The lower respiratory tract

Chapter 7


The lower respiratory tract





Chapter contents




INTRODUCTION


The horse is unique among domestic animals in the demands that are placed on its respiratory system. The cantering and galloping horse has locomotor and respiratory cycles locked in a one-to-one phase. A galloping horse will take over 150 breaths per min (bpm), having <0.5s to inhale and exhale 12–15L of air. Minor degrees of respiratory disease in the form of small increases in mucopus in the airways or minor degrees of airway spasm will quickly take their toll on athletic performance, although horses with minor lower respiratory tract problems may not show overt signs of disease at rest.


Diagnosis has been made easier with the use of the fiberoptic endoscope and more recently with the videoendoscope. The covert respiratory problems of the relatively young equine athlete may be precursors of more overt problems later in life in the form of recurrent airway obstruction (RAO), previously known as chronic obstructive pulmonary disease (COPD). Therefore, the diagnosis, treatment and prevention of respiratory problems in young horses have both short- and long-term benefits.

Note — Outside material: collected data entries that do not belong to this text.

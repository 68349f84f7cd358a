use crate::config::{self, AppConfig};
use crate::error::FetchError;
use anyhow::{Context, Result};
use reqwest::{Client, header};
use serde_json::Value;
use std::sync::Arc;
use std::time::{Duration, Instant};
use tracing::{debug, info, warn};

// -----------------------------------------------
// MASSIVE SNAPSHOT CLIENT
// -----------------------------------------------
pub struct MassiveClient {
    client: Client,
    config: Arc<AppConfig>,
}

impl MassiveClient {
    pub fn new(config: Arc<AppConfig>) -> Result<Self> {
        Ok(Self {
            client: build_client(config.timeout)?,
            config,
        })
    }

    /// Fetch the raw options snapshot for one underlying.
    ///
    /// Single attempt, no retries. The body must be a JSON object or array.
    pub async fn fetch_snapshot(&self, symbol: &str) -> Result<Value, FetchError> {
        let base_url = self
            .config
            .screener_url
            .as_deref()
            .ok_or(FetchError::ConfigMissing("MASSIVE_SCREENER_URL"))?;
        let api_key = self
            .config
            .api_key
            .as_deref()
            .ok_or(FetchError::ConfigMissing("MASSIVE_API_KEY"))?;

        let symbol = match symbol.trim() {
            "" => config::DEFAULT_SYMBOL,
            s => s,
        };
        let url = config::massive_snapshot_url(base_url, symbol);
        let limit = self.config.page_limit.to_string();
        let start_time = Instant::now();

        debug!("GET {} (symbol {})", url, symbol);

        let res = self
            .client
            .get(&url)
            .query(&[
                ("apiKey", api_key),
                ("order", config::SNAPSHOT_ORDER),
                ("limit", limit.as_str()),
                ("sort", config::SNAPSHOT_SORT),
            ])
            .send()
            .await
            .map_err(|e| self.classify(e))?;

        let status = res.status();
        info!(
            symbol,
            status = status.as_u16(),
            elapsed_ms = start_time.elapsed().as_millis() as u64,
            "Massive snapshot response"
        );

        let res = res.error_for_status().map_err(|e| self.classify(e))?;
        let text = res.text().await.map_err(|e| self.classify(e))?;

        let data: Value = serde_json::from_str(&text).map_err(|e| {
            let preview: String = text.chars().take(200).collect();
            warn!("Non-JSON body from Massive: {}", preview);
            FetchError::MalformedResponse(format!("invalid JSON ({})", e))
        })?;

        match data {
            Value::Object(_) | Value::Array(_) => Ok(data),
            _ => Err(FetchError::MalformedResponse(
                "expected a JSON object or array".to_string(),
            )),
        }
    }

    fn classify(&self, err: reqwest::Error) -> FetchError {
        if err.is_timeout() {
            warn!("Massive request timed out after {:?}", self.config.timeout);
            FetchError::Timeout {
                seconds: self.config.timeout.as_secs_f64(),
            }
        } else {
            // Drop the URL from the message so the API key never leaks into responses
            let err = err.without_url();
            warn!("Massive request failed: {}", err);
            FetchError::RequestFailed(err.to_string())
        }
    }
}

// -----------------------------------------------
// HTTP CLIENT BUILDER
// -----------------------------------------------
fn build_client(timeout: Duration) -> Result<Client> {
    let mut headers = header::HeaderMap::new();
    headers.insert(header::ACCEPT, header::HeaderValue::from_static("application/json"));

    Client::builder()
        .default_headers(headers)
        .user_agent(config::USER_AGENT)
        .timeout(timeout)
        .build()
        .context("Failed to build HTTP client")
}
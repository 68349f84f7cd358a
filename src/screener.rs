use crate::answer::{self, ScreenerLookup};
use crate::config::{self, AppConfig};
use crate::error::FetchError;
use crate::massive_client::MassiveClient;
use crate::models::{OptionRecord, Payload, RequestParameters, ScoringMode};
use crate::processor;
use crate::prompt::{self, AugmentedPrompt};
use anyhow::Result;
use serde::Serialize;
use std::sync::Arc;
use std::time::Instant;
use tracing::{debug, info, warn};

/// Result of one screener query
#[derive(Debug, Clone, Serialize)]
pub struct ScreenerResult {
    pub symbol: String,
    pub option_side: String,
    pub risk_profile: String,
    pub raw_count: usize,
    pub top_signals_count: usize,
    pub top_signals: Vec<OptionRecord>,
}

/// Fetch, normalize, score and select, shared by every HTTP entry point.
pub struct ScreenerService {
    client: MassiveClient,
    config: Arc<AppConfig>,
}

impl ScreenerService {
    pub fn new(config: Arc<AppConfig>) -> Result<Self> {
        Ok(Self {
            client: MassiveClient::new(Arc::clone(&config))?,
            config,
        })
    }

    pub fn config(&self) -> &AppConfig {
        &self.config
    }

    pub async fn run(&self, params: &RequestParameters) -> Result<ScreenerResult, FetchError> {
        let (raw_count, top_signals) = self
            .select(&params.symbol, params.scoring_mode(), params.max_signals)
            .await?;

        Ok(ScreenerResult {
            symbol: params.symbol.clone(),
            option_side: params.option_side.to_string(),
            risk_profile: params.risk_profile.to_string(),
            raw_count,
            top_signals_count: top_signals.len(),
            top_signals,
        })
    }

    async fn select(
        &self,
        symbol: &str,
        mode: ScoringMode,
        k: i64,
    ) -> Result<(usize, Vec<OptionRecord>), FetchError> {
        let start_time = Instant::now();
        let payload = Payload::from(self.client.fetch_snapshot(symbol).await?);
        let raw_count = payload.raw_count();
        let top_signals = processor::rank_signals(&payload, mode, k);

        info!(
            symbol,
            raw_count,
            selected = top_signals.len(),
            elapsed_ms = start_time.elapsed().as_millis() as u64,
            "screener run complete"
        );

        Ok((raw_count, top_signals))
    }

    /// Answer a chat prompt, pulling screener data when the question asks for it.
    /// Fetch failures only drop the screener block.
    pub async fn chat(&self, raw_prompt: &str, max_tokens: u32) -> Result<String, std::fmt::Error> {
        let question = prompt::extract_question(raw_prompt);
        let symbol = self.config.chat_symbol.as_str();

        // Triggers count anywhere in the prompt, including wrapper context
        let (block, lookup) = if prompt::wants_screener(raw_prompt) {
            match self
                .select(symbol, self.config.chat_scoring.mode(), config::CHAT_MAX_SIGNALS)
                .await
            {
                Ok((_, signals)) if signals.is_empty() => (None, ScreenerLookup::Empty),
                Ok((_, signals)) => (
                    Some(prompt::format_signals_for_prompt(&signals)),
                    ScreenerLookup::Loaded,
                ),
                Err(e) => {
                    warn!("Screener data unavailable for chat: {}", e);
                    (None, ScreenerLookup::Unavailable)
                }
            }
        } else {
            (None, ScreenerLookup::Skipped)
        };

        let augmented = AugmentedPrompt::new(question, block);
        debug!("augmented prompt:\n{}", augmented.render());

        let answer = answer::generate_answer(&augmented, symbol, lookup)?;
        Ok(answer::truncate_answer(answer, max_tokens))
    }
}
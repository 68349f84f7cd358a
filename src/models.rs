use serde::{Deserialize, Serialize};
use serde_json::{Map, Value};
use std::fmt;
use std::str::FromStr;

/// Requested side of the chain
#[derive(Debug, Clone, Copy, PartialEq, Eq, Default, Serialize, Deserialize)]
#[serde(rename_all = "lowercase")]
pub enum OptionSide {
    #[default]
    Call,
    Put,
}

impl OptionSide {
    pub fn as_str(&self) -> &'static str {
        match self {
            OptionSide::Call => "call",
            OptionSide::Put => "put",
        }
    }
}

impl FromStr for OptionSide {
    type Err = String;

    fn from_str(s: &str) -> Result<Self, Self::Err> {
        match s.trim().to_ascii_lowercase().as_str() {
            "call" | "c" => Ok(OptionSide::Call),
            "put" | "p" => Ok(OptionSide::Put),
            other => Err(format!("option_side must be 'call' or 'put', got '{}'", other)),
        }
    }
}

impl fmt::Display for OptionSide {
    fn fmt(&self, f: &mut fmt::Formatter) -> fmt::Result {
        f.write_str(self.as_str())
    }
}

#[derive(Debug, Clone, Copy, PartialEq, Eq, Default, Serialize, Deserialize)]
#[serde(rename_all = "lowercase")]
pub enum RiskProfile {
    Conservative,
    #[default]
    Balanced,
    Aggressive,
}

impl RiskProfile {
    /// Unknown profile names fall back to balanced
    pub fn parse(raw: &str) -> Self {
        match raw.trim().to_ascii_lowercase().as_str() {
            "conservative" => RiskProfile::Conservative,
            "aggressive" => RiskProfile::Aggressive,
            _ => RiskProfile::Balanced,
        }
    }

    pub fn as_str(&self) -> &'static str {
        match self {
            RiskProfile::Conservative => "conservative",
            RiskProfile::Balanced => "balanced",
            RiskProfile::Aggressive => "aggressive",
        }
    }
}

impl fmt::Display for RiskProfile {
    fn fmt(&self, f: &mut fmt::Formatter) -> fmt::Result {
        f.write_str(self.as_str())
    }
}

/// Option type as resolved from a snapshot row
#[derive(Debug, Clone, PartialEq, Eq)]
pub enum OptionType {
    Call,
    Put,
    /// A type was present but is neither call nor put
    Other(String),
    Unknown,
}

impl OptionType {
    fn from_raw(raw: &str) -> Self {
        match raw.trim().to_lowercase().as_str() {
            "" => OptionType::Unknown,
            "call" | "c" => OptionType::Call,
            "put" | "p" => OptionType::Put,
            other => OptionType::Other(other.to_string()),
        }
    }

    /// `true` when the type is known and differs from the requested side
    pub fn excludes(&self, side: OptionSide) -> bool {
        match (self, side) {
            (OptionType::Unknown, _) => false,
            (OptionType::Call, OptionSide::Call) | (OptionType::Put, OptionSide::Put) => false,
            _ => true,
        }
    }
}

/// How records are scored.
#[derive(Debug, Clone, Copy, PartialEq, Eq)]
pub enum ScoringMode {
    /// Side filter plus profile-weighted score
    Profile { side: OptionSide, profile: RiskProfile },
    /// No filtering: `volume*fmv + oi*10 + iv`
    Legacy,
}

impl Default for ScoringMode {
    fn default() -> Self {
        ScoringMode::Profile {
            side: OptionSide::Call,
            profile: RiskProfile::Balanced,
        }
    }
}

/// One option-contract snapshot row, kept verbatim so it serializes back unchanged.
#[derive(Debug, Clone, PartialEq, Serialize, Deserialize)]
#[serde(transparent)]
pub struct OptionRecord(Map<String, Value>);

impl OptionRecord {
    pub fn new(fields: Map<String, Value>) -> Self {
        Self(fields)
    }

    pub fn into_value(self) -> Value {
        Value::Object(self.0)
    }

    pub fn get(&self, key: &str) -> Option<&Value> {
        self.0.get(key)
    }

    fn nested(&self, section: &str, key: &str) -> Option<&Value> {
        self.0.get(section).and_then(|s| s.get(key))
    }

    pub fn details(&self, key: &str) -> Option<&Value> {
        self.nested("details", key)
    }

    pub fn day(&self, key: &str) -> Option<&Value> {
        self.nested("day", key)
    }

    pub fn greeks(&self, key: &str) -> Option<&Value> {
        self.nested("greeks", key)
    }

    pub fn option_type(&self) -> OptionType {
        let raw = first_truthy([
            self.get("option_type"),
            self.details("option_type"),
            self.details("contract_type"),
            self.get("type"),
        ]);

        match raw {
            Some(Value::String(s)) => OptionType::from_raw(s),
            Some(other) => OptionType::from_raw(&other.to_string()),
            None => OptionType::Unknown,
        }
    }

    pub fn volume(&self) -> f64 {
        as_float(self.day("volume"))
    }

    pub fn implied_volatility(&self) -> f64 {
        as_float(self.get("implied_volatility"))
    }

    pub fn fair_market_value(&self) -> f64 {
        as_float(self.get("fmv"))
    }

    pub fn open_interest(&self) -> f64 {
        as_float(self.get("open_interest"))
    }

    pub fn bid(&self) -> f64 {
        as_float(first_truthy([self.get("bid"), self.details("bid")]))
    }

    pub fn ask(&self) -> f64 {
        as_float(first_truthy([self.get("ask"), self.details("ask")]))
    }

    pub fn delta(&self) -> f64 {
        as_float(self.greeks("delta"))
    }

    pub fn gamma(&self) -> f64 {
        as_float(self.greeks("gamma"))
    }

    pub fn ticker(&self) -> Option<&Value> {
        first_truthy([self.details("ticker"), self.get("symbol"), self.get("ticker")])
    }

    pub fn expiration_date(&self) -> Option<&Value> {
        first_truthy([self.details("expiration_date"), self.get("expiration_date")])
    }

    pub fn strike_price(&self) -> Option<&Value> {
        first_truthy([self.details("strike_price"), self.get("strike_price")])
    }
}

/// First value that is present and not "empty" (null, false, 0, "", [], {}).
pub fn first_truthy<'a, const N: usize>(candidates: [Option<&'a Value>; N]) -> Option<&'a Value> {
    candidates.into_iter().flatten().find(|v| is_truthy(v))
}

fn is_truthy(value: &Value) -> bool {
    match value {
        Value::Null => false,
        Value::Bool(b) => *b,
        Value::Number(n) => n.as_f64().is_some_and(|f| f != 0.0),
        Value::String(s) => !s.is_empty(),
        Value::Array(a) => !a.is_empty(),
        Value::Object(o) => !o.is_empty(),
    }
}

/// Coerce any JSON value to a finite float; anything unusable becomes 0.0.
pub fn as_float(value: Option<&Value>) -> f64 {
    let parsed = match value {
        Some(Value::Number(n)) => n.as_f64().unwrap_or(0.0),
        Some(Value::String(s)) => s.trim().parse::<f64>().unwrap_or(0.0),
        Some(Value::Bool(true)) => 1.0,
        _ => 0.0,
    };

    if parsed.is_finite() { parsed } else { 0.0 }
}

/// Snapshot payload, decoded once at the normalization boundary
#[derive(Debug, Clone, PartialEq)]
pub enum Payload {
    /// `{"results": [...]}`
    Results(Vec<Value>),
    /// A bare top-level array
    Array(Vec<Value>),
    Other,
}

impl From<Value> for Payload {
    fn from(value: Value) -> Self {
        match value {
            Value::Object(mut obj) => match obj.remove("results") {
                Some(Value::Array(rows)) => Payload::Results(rows),
                _ => Payload::Other,
            },
            Value::Array(rows) => Payload::Array(rows),
            _ => Payload::Other,
        }
    }
}

impl Payload {
    pub fn rows(&self) -> &[Value] {
        match self {
            Payload::Results(rows) | Payload::Array(rows) => rows,
            Payload::Other => &[],
        }
    }

    /// Row count before non-record entries are dropped
    pub fn raw_count(&self) -> usize {
        self.rows().len()
    }
}

#[derive(Debug, Clone, PartialEq)]
pub struct ScoredRecord {
    pub score: f64,
    pub record: OptionRecord,
}

/// Parameters for one screener query, already normalized
#[derive(Debug, Clone, PartialEq)]
pub struct RequestParameters {
    pub symbol: String,
    pub option_side: OptionSide,
    pub risk_profile: RiskProfile,
    pub max_signals: i64,
}

impl RequestParameters {
    pub fn scoring_mode(&self) -> ScoringMode {
        ScoringMode::Profile {
            side: self.option_side,
            profile: self.risk_profile,
        }
    }
}

#[cfg(test)]
mod tests {
    use super::*;
    use serde_json::json;

    fn record(value: Value) -> OptionRecord {
        match value {
            Value::Object(map) => OptionRecord::new(map),
            _ => panic!("test record must be an object"),
        }
    }

    #[test]
    fn test_as_float_tolerates_bad_input() {
        assert_eq!(as_float(None), 0.0);
        assert_eq!(as_float(Some(&Value::Null)), 0.0);
        assert_eq!(as_float(Some(&json!("abc"))), 0.0);
        assert_eq!(as_float(Some(&json!(" 1.5 "))), 1.5);
        assert_eq!(as_float(Some(&json!(3))), 3.0);
        assert_eq!(as_float(Some(&json!("NaN"))), 0.0);
        assert_eq!(as_float(Some(&json!({"a": 1}))), 0.0);
    }

    #[test]
    fn test_option_type_priority() {
        let r = record(json!({
            "option_type": "PUT",
            "details": {"option_type": "call", "contract_type": "call"},
            "type": "call"
        }));
        assert_eq!(r.option_type(), OptionType::Put);

        let r = record(json!({"details": {"contract_type": "c"}, "type": "put"}));
        assert_eq!(r.option_type(), OptionType::Call);

        let r = record(json!({"option_type": "", "type": "P"}));
        assert_eq!(r.option_type(), OptionType::Put);

        let r = record(json!({"type": "straddle"}));
        assert_eq!(r.option_type(), OptionType::Other("straddle".to_string()));

        let r = record(json!({"ticker": "X"}));
        assert_eq!(r.option_type(), OptionType::Unknown);
    }

    #[test]
    fn test_option_type_excludes() {
        assert!(!OptionType::Unknown.excludes(OptionSide::Put));
        assert!(!OptionType::Call.excludes(OptionSide::Call));
        assert!(OptionType::Call.excludes(OptionSide::Put));
        assert!(OptionType::Other("x".into()).excludes(OptionSide::Call));
    }

    #[test]
    fn test_bid_falls_back_to_details() {
        let r = record(json!({"bid": 0, "details": {"bid": 1.2, "ask": "1.4"}}));
        assert_eq!(r.bid(), 1.2);
        assert_eq!(r.ask(), 1.4);
    }

    #[test]
    fn test_payload_shapes() {
        let p = Payload::from(json!({"results": [{"a": 1}, 2], "status": "OK"}));
        assert_eq!(p.raw_count(), 2);

        let p = Payload::from(json!([{"a": 1}]));
        assert_eq!(p, Payload::Array(vec![json!({"a": 1})]));

        assert_eq!(Payload::from(json!({"status": "OK"})), Payload::Other);
        assert_eq!(Payload::from(json!({"results": "nope"})).raw_count(), 0);
        assert_eq!(Payload::from(json!(42)), Payload::Other);
    }

    #[test]
    fn test_side_and_profile_parsing() {
        assert_eq!("PUT".parse::<OptionSide>(), Ok(OptionSide::Put));
        assert!("both".parse::<OptionSide>().is_err());
        assert_eq!(RiskProfile::parse("Aggressive"), RiskProfile::Aggressive);
        assert_eq!(RiskProfile::parse("yolo"), RiskProfile::Balanced);
    }
}
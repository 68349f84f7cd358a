use massive_screener::{AppConfig, FetchError, MassiveClient};
use serde_json::json;
use std::sync::Arc;
use std::time::Duration;
use wiremock::matchers::{method, path, query_param};
use wiremock::{Mock, MockServer, ResponseTemplate};

#[cfg(test)]
mod tests {
    use super::*;

    fn test_config(server: &MockServer) -> AppConfig {
        AppConfig {
            api_key: Some("test-key".to_string()),
            screener_url: Some(format!("{}/v3/snapshot/options", server.uri())),
            timeout: Duration::from_millis(300),
            ..AppConfig::default()
        }
    }

    fn client(config: AppConfig) -> MassiveClient {
        MassiveClient::new(Arc::new(config)).unwrap()
    }

    #[tokio::test]
    async fn test_fetch_sends_symbol_and_query() {
        let server = MockServer::start().await;
        Mock::given(method("GET"))
            .and(path("/v3/snapshot/options/QQQ"))
            .and(query_param("apiKey", "test-key"))
            .and(query_param("order", "asc"))
            .and(query_param("limit", "200"))
            .and(query_param("sort", "ticker"))
            .respond_with(ResponseTemplate::new(200).set_body_json(json!({"results": [], "status": "OK"})))
            .expect(1)
            .mount(&server)
            .await;

        let data = client(test_config(&server)).fetch_snapshot("QQQ").await.unwrap();
        assert_eq!(data["status"], "OK");
    }

    #[tokio::test]
    async fn test_blank_symbol_defaults_to_spy() {
        let server = MockServer::start().await;
        Mock::given(method("GET"))
            .and(path("/v3/snapshot/options/SPY"))
            .respond_with(ResponseTemplate::new(200).set_body_json(json!([])))
            .expect(1)
            .mount(&server)
            .await;

        let data = client(test_config(&server)).fetch_snapshot("  ").await.unwrap();
        assert_eq!(data, json!([]));
    }

    #[tokio::test]
    async fn test_missing_api_key_skips_network() {
        let server = MockServer::start().await;
        Mock::given(method("GET"))
            .respond_with(ResponseTemplate::new(200).set_body_json(json!([])))
            .expect(0)
            .mount(&server)
            .await;

        let config = AppConfig {
            api_key: None,
            ..test_config(&server)
        };
        let err = client(config).fetch_snapshot("SPY").await.unwrap_err();
        assert!(matches!(err, FetchError::ConfigMissing("MASSIVE_API_KEY")));
    }

    #[tokio::test]
    async fn test_missing_base_url() {
        let config = AppConfig {
            api_key: Some("k".to_string()),
            screener_url: None,
            ..AppConfig::default()
        };
        let err = client(config).fetch_snapshot("SPY").await.unwrap_err();
        assert_eq!(err.to_string(), "MASSIVE_SCREENER_URL is not set.");
    }

    #[tokio::test]
    async fn test_blank_base_url_from_env_is_missing() {
        let config = AppConfig::from_lookup(|name| match name {
            "MASSIVE_API_KEY" => Some("k".to_string()),
            "MASSIVE_SCREENER_URL" => Some("  ".to_string()),
            _ => None,
        });
        let err = client(config).fetch_snapshot("SPY").await.unwrap_err();
        assert!(matches!(err, FetchError::ConfigMissing("MASSIVE_SCREENER_URL")));
    }

    #[tokio::test]
    async fn test_timeout_is_distinguished() {
        let server = MockServer::start().await;
        Mock::given(method("GET"))
            .respond_with(
                ResponseTemplate::new(200)
                    .set_body_json(json!([]))
                    .set_delay(Duration::from_secs(2)),
            )
            .mount(&server)
            .await;

        let err = client(test_config(&server)).fetch_snapshot("SPY").await.unwrap_err();
        assert!(matches!(err, FetchError::Timeout { .. }));
        assert!(err.to_string().contains("Timed out"));
        assert!(err.is_soft());
    }

    #[tokio::test]
    async fn test_http_error_is_request_failed() {
        let server = MockServer::start().await;
        Mock::given(method("GET"))
            .respond_with(ResponseTemplate::new(403).set_body_string("forbidden"))
            .mount(&server)
            .await;

        let err = client(test_config(&server)).fetch_snapshot("SPY").await.unwrap_err();
        match err {
            FetchError::RequestFailed(msg) => {
                assert!(msg.contains("403"));
                assert!(!msg.contains("test-key"));
            }
            other => panic!("unexpected error: {other:?}"),
        }
    }

    #[tokio::test]
    async fn test_scalar_json_is_malformed() {
        let server = MockServer::start().await;
        Mock::given(method("GET"))
            .respond_with(ResponseTemplate::new(200).set_body_string("42"))
            .mount(&server)
            .await;

        let err = client(test_config(&server)).fetch_snapshot("SPY").await.unwrap_err();
        assert!(matches!(err, FetchError::MalformedResponse(_)));
    }

    #[tokio::test]
    async fn test_non_json_is_malformed() {
        let server = MockServer::start().await;
        Mock::given(method("GET"))
            .respond_with(ResponseTemplate::new(200).set_body_string("<html>maintenance</html>"))
            .mount(&server)
            .await;

        let err = client(test_config(&server)).fetch_snapshot("SPY").await.unwrap_err();
        assert!(matches!(err, FetchError::MalformedResponse(_)));
    }
}
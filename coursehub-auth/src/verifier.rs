use std::sync::Arc;

use secrecy::{ExposeSecret, SecretString};
use tracing::{debug, warn};

use crate::{AuthError, PasswordContext, PasswordError, UserDirectory};

/// Decides whether an email/password pair matches a stored user.
///
/// Holds no per-request state; clone it freely.
#[derive(Debug, Clone)]
pub struct CredentialVerifier {
    context: Arc<PasswordContext>,
}

impl CredentialVerifier {
    pub fn new(context: Arc<PasswordContext>) -> Self {
        Self { context }
    }

    pub fn context(&self) -> &PasswordContext {
        &self.context
    }

    /// Check `password` for the user registered under `email`.
    ///
    /// Unknown emails and wrong passwords both produce `AuthError::InvalidCredentials`.
    /// Directory failures are returned as-is. The password is moved into the
    /// blocking hash check and dropped there.
    pub async fn verify<D>(
        &self,
        directory: &mut D,
        email: &str,
        password: SecretString,
    ) -> Result<(), AuthError>
    where
        D: UserDirectory + ?Sized,
    {
        let Some(record) = directory.find_by_email(email).await? else {
            debug!(%email, "login rejected: no such user");
            return Err(AuthError::InvalidCredentials);
        };

        let context = Arc::clone(&self.context);
        let stored = record.hashed_password;
        let (outcome, needs_update) = tokio::task::spawn_blocking(move || {
            let outcome = context.verify(password.expose_secret(), &stored);
            let needs_update = outcome.is_ok() && context.needs_update(&stored);
            (outcome, needs_update)
        })
        .await
        .map_err(|e| AuthError::Subsystem(format!("password verification task failed: {e}")))?;

        match outcome {
            Ok(()) => {
                if needs_update {
                    debug!(%email, "stored password hash uses deprecated settings");
                }
                Ok(())
            }
            Err(PasswordError::VerificationFailed) => {
                debug!(%email, "login rejected: password mismatch");
                Err(AuthError::InvalidCredentials)
            }
            Err(error) => {
                warn!(%email, %error, "{}", failure_reason(&error));
                Err(AuthError::InvalidCredentials)
            }
        }
    }
}

/// Log message for a verification that failed for a reason other than a mismatch.
fn failure_reason(error: &PasswordError) -> &'static str {
    match error {
        PasswordError::InvalidHashFormat => "stored password hash is not a recognised bcrypt hash",
        _ => "password verification could not be completed",
    }
}
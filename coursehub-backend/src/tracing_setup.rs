use tracing_subscriber::fmt::time::ChronoUtc;
use tracing_subscriber::EnvFilter;

/// Initialize tracing from configuration.
///
/// `RUST_LOG` wins over the configured level. Calling this twice is harmless;
/// the second subscriber is dropped.
pub fn install_tracing_from_config(cfg: &coursehub_config::LoggingConfig) {
    let filter = std::env::var("RUST_LOG").unwrap_or_else(|_| cfg.level.clone());
    let env_filter = EnvFilter::try_new(&filter).unwrap_or_else(|error| {
        eprintln!("invalid log filter {filter:?} ({error}); using \"info\"");
        EnvFilter::new("info")
    });

    let builder = tracing_subscriber::fmt()
        .with_env_filter(env_filter)
        .with_timer(ChronoUtc::rfc_3339());

    let installed = if cfg.json {
        builder.json().try_init()
    } else {
        builder.try_init()
    };
    if let Err(error) = installed {
        eprintln!("tracing subscriber already installed: {error}");
    }
}
use coursehub_auth::SecretString;
use serde::{Deserialize, Serialize};

/// Body of `POST /login`.
///
/// The password is redacted from `Debug` output and zeroised when dropped.
#[derive(Debug, Deserialize)]
pub struct LoginRequest {
    pub email: String,
    pub password: SecretString,
}

/// Body returned by a successful login.
#[derive(Debug, Serialize, PartialEq, Eq)]
pub struct LoginResponse {
    pub message: &'static str,
}

impl LoginResponse {
    pub const SUCCESS_MESSAGE: &'static str = "Login successful";

    pub fn success() -> Self {
        Self {
            message: Self::SUCCESS_MESSAGE,
        }
    }
}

Considerable emphasis has been placed on environmental factors. Air quality of stables can affect the incidence and severity of a range of lower respiratory tract problems and in many instances is a valuable adjunct to pharmacologic intervention. The old adage of prevention being better than cure cannot be overemphasized in terms of the respiratory well-being of the stabled horse.


This chapter will review the diagnostic approaches useful in assessing lower respiratory tract disease, therapeutic approaches to some more commonly seen problems and the air hygiene of stables. Exercise-induced pulmonary hemorrhage has been associated with a wide range of equine athletic events and this condition is dealt with separately for this reason.



DIAGNOSTIC APPROACHES TO LOWER RESPIRATORY TRACT DISEASES




CLINICAL EXAMINATION


With gross pulmonary diseases, such as bacterial pneumonia in foals (q.v.) or advanced recurrent airway obstruction (RAO) (q.v.) in adult horses, clinical signs of pulmonary disease will be obvious, possibly even on cursory examination.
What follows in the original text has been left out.